Copy every line of the listing exactly.

*** Raw data ***

use crate::error::{HearthError, Result};
use crate::storage::{validate_key, DocumentStore};
use anyhow::Context;
use std::path::{Path, PathBuf};

/// Flat-file backend: one pretty-printed `<key>.json` per document
///
/// Every `put` rewrites the whole file. Concurrent writers from separate
/// processes race with last-writer-wins semantics.
pub struct JsonFileStore {
    root: PathBuf,
}

impl JsonFileStore {
    /// Create a store rooted at `root`, creating the directory if needed
    ///
    /// # Examples
    ///
    /// ```
    /// use hearth::storage::{DocumentStore, JsonFileStore};
    ///
    /// let dir = tempfile::tempdir().unwrap();
    /// let store = JsonFileStore::new(dir.path().join("data")).unwrap();
    /// store.put("routing-log", &serde_json::json!([])).unwrap();
    /// assert!(dir.path().join("data/routing-log.json").exists());
    /// ```
    pub fn new<P: Into<PathBuf>>(root: P) -> Result<Self> {
        let root = root.into();
        std::fs::create_dir_all(&root)
            .context("Failed to create data directory")
            .map_err(|e| HearthError::Storage(e.to_string()))?;
        Ok(Self { root })
    }

    /// Directory holding the documents
    pub fn root(&self) -> &Path {
        &self.root
    }

    fn path_for(&self, key: &str) -> Result<PathBuf> {
        validate_key(key)?;
        Ok(self.root.join(format!("{}.json", key)))
    }
}

impl DocumentStore for JsonFileStore {
    fn get(&self, key: &str) -> Result<Option<serde_json::Value>> {
        let path = self.path_for(key)?;
        let contents = match std::fs::read_to_string(&path) {
            Ok(contents) => contents,
            Err(e) if e.kind() == std::io::ErrorKind::NotFound => return Ok(None),
            Err(e) => {
                return Err(HearthError::Storage(format!(
                    "Failed to read {}: {}",
                    path.display(),
                    e
                ))
                .into())
            }
        };

        let value = serde_json::from_str(&contents).map_err(|e| {
            HearthError::CorruptDocument(format!("{}: {}", path.display(), e))
        })?;
        Ok(Some(value))
    }

    fn put(&self, key: &str, value: &serde_json::Value) -> Result<()> {
        let path = self.path_for(key)?;
        let json = serde_json::to_string_pretty(value).map_err(HearthError::Serialization)?;
        std::fs::write(&path, json).map_err(|e| {
            HearthError::Storage(format!("Failed to write {}: {}", path.display(), e))
        })?;
        Ok(())
    }

    fn list(&self) -> Result<Vec<String>> {
        let entries = std::fs::read_dir(&self.root).map_err(|e| {
            HearthError::Storage(format!("Failed to list {}: {}", self.root.display(), e))
        })?;

        let mut keys = Vec::new();
        for entry in entries {
            let entry = entry.map_err(|e| HearthError::Storage(e.to_string()))?;
            let path = entry.path();
            if path.extension().and_then(|ext| ext.to_str()) != Some("json") {
                continue;
            }
            if let Some(stem) = path.file_stem().and_then(|stem| stem.to_str()) {
                keys.push(stem.to_string());
            }
        }
        keys.sort();
        Ok(keys)
    }
}
//! Hearth - household assistant routing and meal planning library
//!
//! This library provides two independent rule engines used by a family of
//! chat assistant bots: a keyword classifier that detects messages sent to
//! the wrong bot, and a weekly dinner planner with category, cooking time
//! and favorite rules.
//!
//! # Architecture
//!
//! The library is organized into the following modules:
//!
//! - `routing`: Context registry, message classification, history logs and responses
//! - `planner`: Recipes, planner rules, plan generation, swaps and grocery lists
//! - `matching`: Keyword and regex matching shared by both engines
//! - `storage`: Document store abstraction with JSON file, sled and memory backends
//! - `config`: Configuration management and validation
//! - `logging`: Tracing subscriber setup
//! - `error`: Error types and result aliases
//! - `cli`: Command-line interface definition
//!
//! # Example
//!
//! ```no_run
//! use hearth::routing::{ContextRegistry, HistoryLimits, HistoryLog, Router};
//! use hearth::storage::MemoryStore;
//! use std::sync::Arc;
//!
//! fn main() -> anyhow::Result<()> {
//!     let registry = ContextRegistry::load("data/session-manager.json")?;
//!     let history = HistoryLog::new(Arc::new(MemoryStore::new()), HistoryLimits::default());
//!     let router = Router::new(registry, history);
//!
//!     let outcome = router.route("agent:main:telegram:work:dm:1", "What's for dinner?")?;
//!     println!("misrouted: {}", outcome.classification.is_misrouted);
//!     Ok(())
//! }
//! ```

pub mod cli;
pub mod commands;
pub mod config;
pub mod error;
pub mod logging;
pub mod matching;
pub mod planner;
pub mod routing;
pub mod storage;

// Re-export commonly used types
pub use config::Config;
pub use error::{HearthError, Result};
pub use planner::{generate_weekly_plan, PlannerRules, RecipeCatalog, WeeklyPlan};
pub use routing::{classify, ClassificationResult, ContextRegistry, Router};

#[cfg(test)]
pub mod test_utils;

*** End of Raw data ***

> [Written solution]:
use crate::error::{HearthError, Result};
use crate::storage::{validate_key, DocumentStore};
use anyhow::Context;
use std::path::{Path, PathBuf};

/// Flat-file backend: one pretty-printed `<key>.json` per document
///
/// Every `put` rewrites the whole file. Concurrent writers from separate
/// processes race with last-writer-wins semantics.
pub struct JsonFileStore {
    root: PathBuf,
}

impl JsonFileStore {
    /// Create a store rooted at `root`, creating the directory if needed
    ///
    /// # Examples
    ///
    /// ```
    /// use hearth::storage::{DocumentStore, JsonFileStore};
    ///
    /// let dir = tempfile::tempdir().unwrap();
    /// let store = JsonFileStore::new(dir.path().join("data")).unwrap();
    /// store.put("routing-log", &serde_json::json!([])).unwrap();
    /// assert!(dir.path().join("data/routing-log.json").exists());
    /// ```
    pub fn new<P: Into<PathBuf>>(root: P) -> Result<Self> {
        let root = root.into();
        std::fs::create_dir_all(&root)
            .context("Failed to create data directory")
            .map_err(|e| HearthError::Storage(e.to_string()))?;
        Ok(Self { root })
    }

    /// Directory holding the documents
    pub fn root(&self) -> &Path {
        &self.root
    }

    fn path_for(&self, key: &str) -> Result<PathBuf> {
        validate_key(key)?;
        Ok(self.root.join(format!("{}.json", key)))
    }
}

impl DocumentStore for JsonFileStore {
    fn get(&self, key: &str) -> Result<Option<serde_json::Value>> {
        let path = self.path_for(key)?;
        let contents = match std::fs::read_to_string(&path) {
            Ok(contents) => contents,
            Err(e) if e.kind() == std::io::ErrorKind::NotFound => return Ok(None),
            Err(e) => {
                return Err(HearthError::Storage(format!(
                    "Failed to read {}: {}",
                    path.display(),
                    e
                ))
                .into())
            }
        };

        let value = serde_json::from_str(&contents).map_err(|e| {
            HearthError::CorruptDocument(format!("{}: {}", path.display(), e))
        })?;
        Ok(Some(value))
    }

    fn put(&self, key: &str, value: &serde_json::Value) -> Result<()> {
        let path = self.path_for(key)?;
        let json = serde_json::to_string_pretty(value).map_err(HearthError::Serialization)?;
        std::fs::write(&path, json).map_err(|e| {
            HearthError::Storage(format!("Failed to write {}: {}", path.display(), e))
        })?;
        Ok(())
    }

    fn list(&self) -> Result<Vec<String>> {
        let entries = std::fs::read_dir(&self.root).map_err(|e| {
            HearthError::Storage(format!("Failed to list {}: {}", self.root.display(), e))
        })?;

        let mut keys = Vec::new();
        for entry in entries {
            let entry = entry.map_err(|e| HearthError::Storage(e.to_string()))?;
            let path = entry.path();
            if path.extension().and_then(|ext| ext.to_str()) != Some("json") {
                continue;
            }
            if let Some(stem) = path.file_stem().and_then(|stem| stem.to_str()) {
                keys.push(stem.to_string());
            }
        }
        keys.sort();
        Ok(keys)
    }
}
//! Hearth - household assistant routing and meal planning library
//!
//! This library provides two independent rule engines used by a family of
//! chat assistant bots: a keyword classifier that detects messages sent to
//! the wrong bot, and a weekly dinner planner with category, cooking time
//! and favorite rules.
//!
//! # Architecture
//!
//! The library is organized into the following modules:
//!
//! - `routing`: Context registry, message classification, history logs and responses
//! - `planner`: Recipes, planner rules, plan generation, swaps and grocery lists
//! - `matching`: Keyword and regex matching shared by both engines
//! - `storage`: Document store abstraction with JSON file, sled and memory backends
//! - `config`: Configuration management and validation
//! - `logging`: Tracing subscriber setup
//! - `error`: Error types and result aliases
//! - `cli`: Command-line interface definition
//!
//! # Example
//!
//! ```no_run
//! use hearth::routing::{ContextRegistry, HistoryLimits, HistoryLog, Router};
//! use hearth::storage::MemoryStore;
//! use std::sync::Arc;
//!
//! fn main() -> anyhow::Result<()> {
//!     let registry = ContextRegistry::load("data/session-manager.json")?;
//!     let history = HistoryLog::new(Arc::new(MemoryStore::new()), HistoryLimits::default());
//!     let router = Router::new(registry, history);
//!
//!     let outcome = router.route("agent:main:telegram:work:dm:1", "What's for dinner?")?;
//!     println!("misrouted: {}", outcome.classification.is_misrouted);
//!     Ok(())
//! }
//! ```

pub mod cli;
pub mod commands;
pub mod config;
pub mod error;
pub mod logging;
pub mod matching;
pub mod planner;
pub mod routing;
pub mod storage;

// Re-export commonly used types
pub use config::Config;
pub use error::{HearthError, Result};
pub use planner::{generate_weekly_plan, PlannerRules, RecipeCatalog, WeeklyPlan};
pub use routing::{classify, ClassificationResult, ContextRegistry, Router};

#[cfg(test)]
pub mod test_utils;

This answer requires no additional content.